Nel film “Il tagliaerbe”, Jobe Smith è un giovane giardiniere con evidenti ritardi mentali che vive a pochi passi dalla casa del dottor Lawrence Angelo, ricercatore presso la Virtual Space Industries. Jobe, spesso oggetto di soprusi ed angherie da parte di alcuni conoscenti, viene presto attenzionato dal dottor Lawrence che lo ritiene perfetto per un esperimento scientifico che ha come obiettivo quello di aumentare le capacità cerebrali tramite l’uso di droghe e lunghe immersioni nella realtà virtuale.

L’esperimento riesce e Jobe aumenta il proprio quoziente intellettivo giorno dopo giorno raggiungendo un’intelligenza straordinaria ma anche un equilibrio psichico piuttosto instabile che lo spingerà a chiudere i conti col passato, vendicandosi su coloro che avevano abusato della sua innocenza.

L’evoluzione della mente di Jobe proseguirà fin quando, preso da un forte delirio di onnipotenza, abbandonerà la sua forma umana e si trasferirà all’interno della rete “mainframe” prendendo il controllo di ogni dispositivo connesso sulla Terra.

È davvero tutto sotto controllo?

Max Erik Tegmark fisico teorico americano, professore al Massachusetts Institute of Technology e presidente del Future of Life Institute, think tank del movimento lungotermista, è il primo firmatario di un appello che sta facendo molto rumore.

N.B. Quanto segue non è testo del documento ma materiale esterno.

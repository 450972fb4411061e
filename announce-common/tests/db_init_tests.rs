//! Database file creation and reopening

use announce_common::db::init::init_database;
use announce_common::db::migrations::get_schema_version;
use tempfile::TempDir;

const TOOLKIT_TABLES: &[&str] = &[
    "announcement_announcement",
    "announcement_audience",
    "announcement_audience_announcement",
    "announcement_category",
    "announcement_profile",
    "announcement_schema_version",
    "announcement_user_audience",
];

#[tokio::test]
async fn test_database_created_with_toolkit_tables() {
    let dir = TempDir::new().unwrap();
    let db_path = dir.path().join("nested").join("host.db");

    let pool = init_database(&db_path).await.expect("Database initialization failed");
    assert!(db_path.exists(), "Database file was not created");

    let tables: Vec<String> = sqlx::query_scalar(
        "SELECT name FROM sqlite_master WHERE type = 'table' AND name LIKE 'announcement_%' ORDER BY name",
    )
    .fetch_all(&pool)
    .await
    .unwrap();

    assert_eq!(tables, TOOLKIT_TABLES);
    assert!(get_schema_version(&pool).await.unwrap() > 0);
}

#[tokio::test]
async fn test_reopen_keeps_host_tables_and_data() {
    let dir = TempDir::new().unwrap();
    let db_path = dir.path().join("host.db");

    let pool = init_database(&db_path).await.unwrap();
    sqlx::query("CREATE TABLE users (id INTEGER PRIMARY KEY, username TEXT)")
        .execute(&pool)
        .await
        .unwrap();
    sqlx::query("INSERT INTO announcement_audience (guid, name) VALUES ('00000000-0000-4000-8000-000000000001', 'Staff')")
        .execute(&pool)
        .await
        .unwrap();
    pool.close().await;

    let pool = init_database(&db_path).await.expect("Failed to reopen database");

    let users: i64 = sqlx::query_scalar("SELECT COUNT(*) FROM sqlite_master WHERE name = 'users'")
        .fetch_one(&pool)
        .await
        .unwrap();
    assert_eq!(users, 1);

    let audiences: i64 = sqlx::query_scalar("SELECT COUNT(*) FROM announcement_audience")
        .fetch_one(&pool)
        .await
        .unwrap();
    assert_eq!(audiences, 1);
}

#[tokio::test]
async fn test_foreign_keys_enforced() {
    let dir = TempDir::new().unwrap();
    let pool = init_database(&dir.path().join("fk.db")).await.unwrap();

    let result = sqlx::query(
        "INSERT INTO announcement_user_audience (guid, profile_id, audience_id) VALUES ('a', 'missing', 'missing')",
    )
    .execute(&pool)
    .await;

    assert!(result.is_err(), "Dangling membership should be rejected");
}
//! Declared column sets for the toolkit's own tables
//!
//! Columns added here after a release are picked up by schema sync on the
//! next open; the `CREATE TABLE` statements in `init.rs` must list them too.

use crate::db::schema_sync::{ColumnDefinition, SchemaSync, TableSchema};
use crate::Result;
use sqlx::SqlitePool;
use tracing::debug;

fn timestamp_columns() -> [ColumnDefinition; 2] {
    [
        ColumnDefinition::new("created_at", "TIMESTAMP")
            .not_null()
            .default("CURRENT_TIMESTAMP"),
        ColumnDefinition::new("updated_at", "TIMESTAMP")
            .not_null()
            .default("CURRENT_TIMESTAMP"),
    ]
}

pub struct AudienceTableSchema;

impl TableSchema for AudienceTableSchema {
    fn table_name() -> &'static str {
        "announcement_audience"
    }

    fn expected_columns() -> Vec<ColumnDefinition> {
        let mut columns = vec![
            ColumnDefinition::new("guid", "TEXT").primary_key(),
            ColumnDefinition::new("name", "TEXT").not_null().unique(),
            ColumnDefinition::new("description", "TEXT"),
        ];
        columns.extend(timestamp_columns());
        columns
    }
}

pub struct CategoryTableSchema;

impl TableSchema for CategoryTableSchema {
    fn table_name() -> &'static str {
        "announcement_category"
    }

    fn expected_columns() -> Vec<ColumnDefinition> {
        let mut columns = vec![
            ColumnDefinition::new("guid", "TEXT").primary_key(),
            ColumnDefinition::new("name", "TEXT").not_null().unique(),
            ColumnDefinition::new("description", "TEXT"),
        ];
        columns.extend(timestamp_columns());
        columns
    }
}

pub struct AnnouncementTableSchema;

impl TableSchema for AnnouncementTableSchema {
    fn table_name() -> &'static str {
        "announcement_announcement"
    }

    fn expected_columns() -> Vec<ColumnDefinition> {
        let mut columns = vec![
            ColumnDefinition::new("guid", "TEXT").primary_key(),
            ColumnDefinition::new("title", "TEXT").not_null(),
            ColumnDefinition::new("content", "TEXT").not_null(),
            ColumnDefinition::new("category_id", "TEXT"),
            ColumnDefinition::new("published_at", "TIMESTAMP")
                .not_null()
                .default("CURRENT_TIMESTAMP"),
            ColumnDefinition::new("expires_at", "TIMESTAMP"),
        ];
        columns.extend(timestamp_columns());
        columns
    }
}

pub struct AudienceAnnouncementTableSchema;

impl TableSchema for AudienceAnnouncementTableSchema {
    fn table_name() -> &'static str {
        "announcement_audience_announcement"
    }

    fn expected_columns() -> Vec<ColumnDefinition> {
        vec![
            ColumnDefinition::new("guid", "TEXT").primary_key(),
            ColumnDefinition::new("audience_id", "TEXT").not_null(),
            ColumnDefinition::new("announcement_id", "TEXT").not_null(),
            ColumnDefinition::new("created_at", "TIMESTAMP")
                .not_null()
                .default("CURRENT_TIMESTAMP"),
        ]
    }
}

pub struct ProfileTableSchema;

impl TableSchema for ProfileTableSchema {
    fn table_name() -> &'static str {
        "announcement_profile"
    }

    fn expected_columns() -> Vec<ColumnDefinition> {
        let mut columns = vec![
            ColumnDefinition::new("guid", "TEXT").primary_key(),
            ColumnDefinition::new("user_id", "TEXT").not_null().unique(),
        ];
        columns.extend(timestamp_columns());
        columns
    }
}

pub struct UserAudienceTableSchema;

impl TableSchema for UserAudienceTableSchema {
    fn table_name() -> &'static str {
        "announcement_user_audience"
    }

    fn expected_columns() -> Vec<ColumnDefinition> {
        vec![
            ColumnDefinition::new("guid", "TEXT").primary_key(),
            ColumnDefinition::new("profile_id", "TEXT").not_null(),
            ColumnDefinition::new("audience_id", "TEXT").not_null(),
            ColumnDefinition::new("created_at", "TIMESTAMP")
                .not_null()
                .default("CURRENT_TIMESTAMP"),
        ]
    }
}

/// Add missing columns to every toolkit table
pub async fn sync_all_table_schemas(pool: &SqlitePool) -> Result<()> {
    debug!("Synchronizing announcement table schemas");

    SchemaSync::sync_table::<AudienceTableSchema>(pool).await?;
    SchemaSync::sync_table::<CategoryTableSchema>(pool).await?;
    SchemaSync::sync_table::<AnnouncementTableSchema>(pool).await?;
    SchemaSync::sync_table::<AudienceAnnouncementTableSchema>(pool).await?;
    SchemaSync::sync_table::<ProfileTableSchema>(pool).await?;
    SchemaSync::sync_table::<UserAudienceTableSchema>(pool).await?;

    Ok(())
}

Nell’appello si chiede di “rallentare” la ricerca sulle intelligenze artificiali per dare modo all’umanità ed alle sue istituzioni nazionali di sviluppare un regolamento che impedisca alla tecnologia di prendere il sopravvento sulla specie umana.

Le tematiche del film “Il tagliaerbe” confluiscono in gran parte nella visione futuristica dei moderni teorici del pensiero lungotermista come Max Tegmark, caratterizzato da una fede profonda nelle congetture dei più diffusi racconti di fantascienza cyberpunk. Ancora ancorato ad argomenti triti come il “brain upload” molto in voga nella science fiction degli anni ’90 (con brain upload s’intende la capacità di trasferire la propria mente in un computer), Max Tegmark sembra più interessato ad attirare l’attenzione su di sé profetizzando l’apocalisse delle AI piuttosto che ad intavolare una reale discussione sul futuro della società umana.

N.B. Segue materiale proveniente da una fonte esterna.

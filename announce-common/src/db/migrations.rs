//! Versioned schema migrations for the toolkit tables
//!
//! Column additions are handled by schema sync; migrations cover the rest
//! (indexes, data fixes). Applied versions are recorded in
//! `announcement_schema_version`.
//!
//! Never modify a released migration; add a new one and bump
//! `CURRENT_SCHEMA_VERSION`. Every migration must be idempotent.

use crate::Result;
use sqlx::SqlitePool;
use tracing::{info, warn};

const CURRENT_SCHEMA_VERSION: i64 = 2;

/// Latest applied version, 0 for a fresh database
pub async fn get_schema_version(pool: &SqlitePool) -> Result<i64> {
    let version: Option<i64> = sqlx::query_scalar(
        "SELECT MAX(version) FROM announcement_schema_version",
    )
    .fetch_one(pool)
    .await?;

    Ok(version.unwrap_or(0))
}

async fn set_schema_version(pool: &SqlitePool, version: i64) -> Result<()> {
    sqlx::query("INSERT OR IGNORE INTO announcement_schema_version (version) VALUES (?)")
        .bind(version)
        .execute(pool)
        .await?;

    Ok(())
}

/// Run all pending migrations
pub async fn run_migrations(pool: &SqlitePool) -> Result<()> {
    let current_version = get_schema_version(pool).await?;

    if current_version == CURRENT_SCHEMA_VERSION {
        return Ok(());
    }

    if current_version > CURRENT_SCHEMA_VERSION {
        warn!(
            "Announcement schema version ({}) is newer than this build ({})",
            current_version, CURRENT_SCHEMA_VERSION
        );
        return Ok(());
    }

    info!(
        "Running announcement migrations: v{} -> v{}",
        current_version, CURRENT_SCHEMA_VERSION
    );

    if current_version < 1 {
        migrate_v1(pool).await?;
        set_schema_version(pool, 1).await?;
    }

    if current_version < 2 {
        migrate_v2(pool).await?;
        set_schema_version(pool, 2).await?;
    }

    Ok(())
}

/// v1: reverse-lookup indexes on the join tables
///
/// The UNIQUE constraints already index (profile, audience) and
/// (audience, announcement); lookups from the other side need their own.
async fn migrate_v1(pool: &SqlitePool) -> Result<()> {
    sqlx::query(
        "CREATE INDEX IF NOT EXISTS idx_user_audience_audience
         ON announcement_user_audience(audience_id)",
    )
    .execute(pool)
    .await?;

    sqlx::query(
        "CREATE INDEX IF NOT EXISTS idx_audience_announcement_announcement
         ON announcement_audience_announcement(announcement_id)",
    )
    .execute(pool)
    .await?;

    info!("Migration v1: join table indexes created");
    Ok(())
}

/// v2: feed ordering index
async fn migrate_v2(pool: &SqlitePool) -> Result<()> {
    sqlx::query(
        "CREATE INDEX IF NOT EXISTS idx_announcement_published
         ON announcement_announcement(published_at)",
    )
    .execute(pool)
    .await?;

    info!("Migration v2: published_at index created");
    Ok(())
}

In particolare, da anni Tegmark porta avanti una sua personale ricerca sul Machine Learning e sull’impatto di questa disciplina tecnologica sul futuro dell’umanità. La sua visione, ovviamente pessimista, emerge con chiarezza da uno dei suoi libri più venduti, “Vita 3.0” dove, giocando un po’ con le parole, ipotizza uno scenario dove un ristretto gruppo di persone, da lui denominato Omega, prende il controllo del pianeta mediante un ingegnoso utilizzo di una potente intelligenza artificiale generale.

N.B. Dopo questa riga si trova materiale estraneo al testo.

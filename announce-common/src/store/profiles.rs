//! Announcement profile and membership queries

use crate::db::{Audience, AnnouncementProfile, UserAudience};
use crate::Result;
use sqlx::{QueryBuilder, Row, Sqlite, SqliteConnection, SqlitePool};
use std::collections::{BTreeSet, HashMap, HashSet};
use uuid::Uuid;

use super::BIND_CHUNK;

/// Profile guid per user id, for the users that have one
pub async fn profile_ids_by_user(
    conn: &mut SqliteConnection,
    user_ids: &BTreeSet<String>,
) -> Result<HashMap<String, Uuid>> {
    let ids: Vec<&String> = user_ids.iter().collect();
    let mut profiles = HashMap::with_capacity(ids.len());

    for chunk in ids.chunks(BIND_CHUNK) {
        let mut query: QueryBuilder<Sqlite> =
            QueryBuilder::new("SELECT user_id, guid FROM announcement_profile WHERE user_id IN (");
        let mut separated = query.separated(", ");
        for id in chunk {
            separated.push_bind(*id);
        }
        separated.push_unseparated(")");

        for row in query.build().fetch_all(&mut *conn).await? {
            let user_id: String = row.try_get("user_id")?;
            let guid: String = row.try_get("guid")?;
            profiles.insert(user_id, Uuid::parse_str(&guid)?);
        }
    }

    Ok(profiles)
}

/// Create one profile per user id; returns the number of rows inserted
///
/// Callers pass only users without a profile. The UNIQUE constraint on
/// `user_id` still guards against duplicates.
pub async fn insert_profiles(conn: &mut SqliteConnection, user_ids: &[String]) -> Result<u64> {
    let mut inserted = 0;

    for chunk in user_ids.chunks(BIND_CHUNK) {
        let mut query: QueryBuilder<Sqlite> =
            QueryBuilder::new("INSERT INTO announcement_profile (guid, user_id) ");
        query.push_values(chunk, |mut row, user_id| {
            row.push_bind(Uuid::new_v4().to_string()).push_bind(user_id);
        });
        query.push(" ON CONFLICT(user_id) DO NOTHING");

        inserted += query.build().execute(&mut *conn).await?.rows_affected();
    }

    Ok(inserted)
}

/// Existing memberships among the given profiles
pub async fn memberships_for_profiles(
    conn: &mut SqliteConnection,
    profile_ids: &[Uuid],
) -> Result<HashSet<UserAudience>> {
    let mut memberships = HashSet::new();

    for chunk in profile_ids.chunks(BIND_CHUNK) {
        let mut query: QueryBuilder<Sqlite> = QueryBuilder::new(
            "SELECT profile_id, audience_id FROM announcement_user_audience WHERE profile_id IN (",
        );
        let mut separated = query.separated(", ");
        for id in chunk {
            separated.push_bind(id.to_string());
        }
        separated.push_unseparated(")");

        for row in query.build().fetch_all(&mut *conn).await? {
            let profile_id: String = row.try_get("profile_id")?;
            let audience_id: String = row.try_get("audience_id")?;
            memberships.insert(UserAudience {
                profile_id: Uuid::parse_str(&profile_id)?,
                audience_id: Uuid::parse_str(&audience_id)?,
            });
        }
    }

    Ok(memberships)
}

/// Insert memberships; returns the number of rows inserted
pub async fn insert_memberships(
    conn: &mut SqliteConnection,
    memberships: &[UserAudience],
) -> Result<u64> {
    let mut inserted = 0;

    for chunk in memberships.chunks(BIND_CHUNK) {
        let mut query: QueryBuilder<Sqlite> = QueryBuilder::new(
            "INSERT INTO announcement_user_audience (guid, profile_id, audience_id) ",
        );
        query.push_values(chunk, |mut row, membership| {
            row.push_bind(Uuid::new_v4().to_string())
                .push_bind(membership.profile_id.to_string())
                .push_bind(membership.audience_id.to_string());
        });
        query.push(" ON CONFLICT(profile_id, audience_id) DO NOTHING");

        inserted += query.build().execute(&mut *conn).await?.rows_affected();
    }

    Ok(inserted)
}

pub async fn load_profile_by_user(
    pool: &SqlitePool,
    user_id: &str,
) -> Result<Option<AnnouncementProfile>> {
    let row = sqlx::query(
        "SELECT guid, user_id, created_at FROM announcement_profile WHERE user_id = ?",
    )
    .bind(user_id)
    .fetch_optional(pool)
    .await?;

    row.as_ref().map(AnnouncementProfile::from_row).transpose()
}

/// Audiences a profile belongs to, by name
pub async fn profile_audiences(pool: &SqlitePool, profile_id: Uuid) -> Result<Vec<Audience>> {
    let rows = sqlx::query(
        r#"
        SELECT a.guid, a.name, a.description, a.created_at, a.updated_at
        FROM announcement_audience a
        JOIN announcement_user_audience ua ON ua.audience_id = a.guid
        WHERE ua.profile_id = ?
        ORDER BY a.name ASC
        "#,
    )
    .bind(profile_id.to_string())
    .fetch_all(pool)
    .await?;

    rows.iter().map(Audience::from_row).collect()
}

La narrazione di Tegmark non è quella classica del film di fantascienza dove le macchine conquistano una consapevolezza che finisce col metterle in contrapposizione con l’uomo. Tegmark descrive la fine delle libertà come il progressivo alienamento della società dovuto ad un controllo della istituzioni che viene imposto in maniera subdola e psicologica attraverso la tecnologia:

«Masse di persone potenti opponevano resistenza all’ondata di cambiamenti, ma la loro risposta era incredibilmente inefficace […]. Mutamenti enormi si verificavano a un ritmo sconvolgente tale da rendere difficile seguirli oltre che mettere a punto una risposta coordinata. In fin dei conti, nessuno aveva ben chiaro per cosa si sarebbe dovuto lottare.»

Tegmark

Le tecniche messe in campo degli Omega, come descritte nel libro, sono le tecniche già utilizzate oggi dalle agenzie di marketing. In questo modo Tegmark sembra volere, in maniera non troppo sottile, trasferire nel lettore la consapevolezza che per prendere il controllo del mondo non serva altro che la capacità di manipolare nella giusta manierai canali d’informazione e che l’intelligenza artificiale si configura come lo strumento definitivo per attuare questa strategia.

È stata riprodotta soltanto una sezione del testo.